L’histoire humaine du Christ est la révélation de l’histoire éternelle de l’amour du Père et du Fils. Jésus a vécu en actes humains sa manière propre d’être Dieu. Il est comme homme ce qu’il est comme Dieu, à savoir pauvreté accueillante, humilité subsistante, puissance infinie de dépouillement de soi dans l’action de grâce, parce qu’éternellement engendré. C’est là le sens de la croix, où, dans le déchirement de sa mort humaine, le Christ pousse le cri de son éternité : Père (Lc 23,46).
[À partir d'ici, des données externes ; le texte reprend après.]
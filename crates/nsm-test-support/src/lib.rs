//! Test support: in-memory fakes, mocks, and fixture helpers for the
//! migration engine's tests.

pub mod fakes;
pub mod helpers;
pub mod mocks;

pub use fakes::{
    method, static_call, ClassDecl, InMemorySourceUnit, MapReferenceRenamer, RecordingFileMover,
};
pub use helpers::{create_test_settings, temp_workspace, write_classmap};
pub use mocks::{MockFileMover, MockReferenceRenamer};
//! Second-pass rewriting of references left behind by the first pass.
//!
//! Works purely from the completed rename map: for every file, look up the
//! partition matching the file's side and hand the map to the reference
//! renaming collaborator. The pass itself never derives names.

use crate::map_store::RenameMapStore;
use crate::path_classifier::application_side;
use nsm_ast_api::{ReferenceRenamer, SourceUnit};
use tracing::debug;

/// Drives the second traversal over one file at a time.
pub struct ReferenceRewritePass<'a> {
    store: &'a RenameMapStore,
    renamer: &'a dyn ReferenceRenamer,
    prefer_imports: bool,
}

impl<'a> ReferenceRewritePass<'a> {
    pub fn new(
        store: &'a RenameMapStore,
        renamer: &'a dyn ReferenceRenamer,
        prefer_imports: bool,
    ) -> Self {
        Self {
            store,
            renamer,
            prefer_imports,
        }
    }

    /// Rewrite one file's legacy references. Returns how many were
    /// rewritten.
    ///
    /// The lookup is scoped to the partition for the file's side, so a
    /// site file never picks up an administrator rename of the same
    /// legacy name.
    pub fn run(&self, unit: &mut dyn SourceUnit) -> usize {
        let side = application_side(unit.path());
        let map = self.store.map_for(side);
        if map.is_empty() {
            return 0;
        }

        let rewritten = self.renamer.rename_occurrences(unit, map);
        if rewritten > 0 {
            debug!(path = %unit.path(), side = %side, rewritten, "rewrote legacy references");
        }

        // Imports of a renamed class point at a name that no longer
        // exists; aliased imports are left for the author to resolve.
        if self.prefer_imports {
            for import in unit.imports() {
                if import.alias.is_none() && map.contains_key(&import.name) {
                    unit.remove_import(&import.name);
                }
            }
        }

        rewritten
    }
}
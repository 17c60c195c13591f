//! Fixture helpers shared across engine tests.

use nsm_foundation::config::MigrationSettings;
use nsm_foundation::model::LegacyPrefixRule;
use std::path::{Path, PathBuf};
use tempfile::TempDir;

/// A throwaway directory for sidecar artifacts, cleaned up on drop.
pub fn temp_workspace() -> TempDir {
    tempfile::tempdir().expect("failed to create temp workspace")
}

/// Settings with the given rules, the classmap sidecar rooted in `dir`,
/// and everything else at its default.
pub fn create_test_settings(rules: Vec<LegacyPrefixRule>, dir: &Path) -> MigrationSettings {
    MigrationSettings {
        rules,
        classmap_dir: dir.to_string_lossy().into_owned(),
        ..MigrationSettings::default()
    }
}

/// Write a `_classmap.json` sidecar with the given contents into `dir`.
pub fn write_classmap(dir: &Path, contents: &str) -> anyhow::Result<PathBuf> {
    let path = dir.join("_classmap.json");
    std::fs::write(&path, contents)?;
    Ok(path)
}
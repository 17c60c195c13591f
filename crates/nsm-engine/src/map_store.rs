//! Persistent legacy → canonical rename map, partitioned by side.
//!
//! The map is the hand-off artifact between the declaration stage (which
//! fills it) and the reference stage (which reads it), and it survives
//! across invocations through a `_classmap.json` sidecar file. Absent or
//! corrupt state is never fatal: it simply means "no prior renames".

use nsm_foundation::error::MigrateResult;
use nsm_foundation::model::{ApplicationSide, CanonicalIdentity};
use serde::{Deserialize, Serialize};
use std::collections::BTreeMap;
use std::path::{Path, PathBuf};
use tracing::{debug, warn};

/// Name of the sidecar artifact inside the configured directory
pub const CLASSMAP_FILE_NAME: &str = "_classmap.json";

/// Side-partitioned rename entries, exactly the sidecar wire shape.
///
/// BTreeMaps keep serialization deterministic across runs.
#[derive(Debug, Clone, Default, PartialEq, Eq, Serialize, Deserialize)]
struct ClassMap {
    #[serde(default)]
    site: BTreeMap<String, String>,
    #[serde(default)]
    admin: BTreeMap<String, String>,
    #[serde(default)]
    api: BTreeMap<String, String>,
}

/// Load/save/query/insert access to the persisted rename map.
#[derive(Debug)]
pub struct RenameMapStore {
    file_path: PathBuf,
    map: ClassMap,
}

impl RenameMapStore {
    /// Open the store for a sidecar directory, loading any prior state.
    ///
    /// A missing or unreadable sidecar is treated as empty; load failures
    /// are logged, never propagated.
    pub fn new(directory: impl AsRef<Path>) -> Self {
        let file_path = directory.as_ref().join(CLASSMAP_FILE_NAME);
        let map = Self::load(&file_path);
        Self { file_path, map }
    }

    fn load(file_path: &Path) -> ClassMap {
        let contents = match std::fs::read_to_string(file_path) {
            Ok(contents) => contents,
            Err(err) => {
                debug!(path = %file_path.display(), error = %err, "no prior class map");
                return ClassMap::default();
            }
        };

        match serde_json::from_str(&contents) {
            Ok(map) => map,
            Err(err) => {
                warn!(
                    path = %file_path.display(),
                    error = %err,
                    "class map is corrupt; starting from empty partitions"
                );
                ClassMap::default()
            }
        }
    }

    /// Record a rename.
    ///
    /// The canonical FQN is partitioned by the side label that follows the
    /// common namespace prefix. Entries whose FQN does not carry the prefix
    /// or a recognized side label are dropped: a malformed name must not
    /// corrupt the map.
    pub fn add_entry(&mut self, legacy_name: &str, canonical_fqn: &str, namespace_prefix: &str) {
        let prefix = namespace_prefix.trim_matches('\\');
        let trimmed = canonical_fqn.trim_matches('\\');

        let Some(relative) = trimmed.strip_prefix(prefix) else {
            debug!(legacy_name, canonical_fqn, "dropping entry outside the namespace prefix");
            return;
        };

        let side = relative
            .trim_matches('\\')
            .split('\\')
            .next()
            .and_then(ApplicationSide::from_label);

        let Some(side) = side else {
            debug!(legacy_name, canonical_fqn, "dropping entry without a side label");
            return;
        };

        self.partition_mut(side)
            .insert(legacy_name.to_string(), trimmed.to_string());
    }

    /// Record a rename expressed as a derived identity.
    pub fn add_identity(
        &mut self,
        legacy_name: &str,
        identity: &CanonicalIdentity,
        namespace_prefix: &str,
    ) {
        self.add_entry(legacy_name, &identity.fqn(), namespace_prefix);
    }

    /// The completed legacy → canonical map for one side.
    pub fn map_for(&self, side: ApplicationSide) -> &BTreeMap<String, String> {
        match side {
            ApplicationSide::Site => &self.map.site,
            ApplicationSide::Administrator => &self.map.admin,
            ApplicationSide::Api => &self.map.api,
        }
    }

    fn partition_mut(&mut self, side: ApplicationSide) -> &mut BTreeMap<String, String> {
        match side {
            ApplicationSide::Site => &mut self.map.site,
            ApplicationSide::Administrator => &mut self.map.admin,
            ApplicationSide::Api => &mut self.map.api,
        }
    }

    /// Total number of entries across all partitions
    pub fn len(&self) -> usize {
        self.map.site.len() + self.map.admin.len() + self.map.api.len()
    }

    pub fn is_empty(&self) -> bool {
        self.len() == 0
    }

    /// Serialize all partitions back to the sidecar file, overwriting it.
    pub fn save(&self) -> MigrateResult<()> {
        let contents = serde_json::to_string_pretty(&self.map)?;
        std::fs::write(&self.file_path, contents)?;
        debug!(path = %self.file_path.display(), entries = self.len(), "class map saved");
        Ok(())
    }
}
Cette remise totale de lui-même au Père dans l’Esprit, cet abandon radical entre Ses mains, implique, de la part de Jésus, la reconnaissance que tout ce qu’il est vient du Père.

S’il reconnaît que l’essence même de son être, il la reçoit du Père, il n’est pas étonnant de l’entendre affirmer que ce dont il a le plus besoin pour subsister, sa « nourriture », c’est de « faire la volonté de son Père qui l’envoie » (Jn 4,34). Ce bien qu’est la nourriture, cet élément de base pour lequel tant d’hommes travaillent ou, parfois même, se battent, cette richesse élémentaire absolument indispensable, est, pour le Christ, l’accomplissement de la volonté paternelle. Jésus considère comme son bien le plus vital sa dépendance radicale par rapport au Père. Sa richesse (son bien, sa subsistance) est sa pauvreté (sa dépendance).

La pauvreté du Fils de Dieu consiste en cette double attitude : tout recevoir du Père et tout lui rendre dans l’action de grâces. Et cette pauvreté du Fils s’enracine dans la pauvreté du Père qui remet tout son dessein de communication de lui-même entre les mains de son Fils incarné et qui fait de celui-ci son égal. Ainsi y a-t-il désappropriation radicale de l’un par rapport à l’autre, dans la joie de l’Esprit du don réciproque.

C’est dans ce même sens que le Christ « s’est fait pauvre pour nous » (2 Co 8,9). Il reçoit tout, et nous reçoit tous (cf. « ceux que tu m’as donnés » : Jn 17,6), de son Père. Il est entièrement réceptif. Il ne conquiert rien. Et, dans cette pauvreté subsistante, ce qu’il est, Dieu, il ne le retient pas ; « il ne retient pas le rang qui l’égale à Dieu » (Ph 2,6) : il Lui obéit jusqu’à la croix, se remet entièrement à Lui, et, par là, « nous enrichit de sa pauvreté » (2 Co 8,9). Il nous ouvre, à la croix, son être de Fils.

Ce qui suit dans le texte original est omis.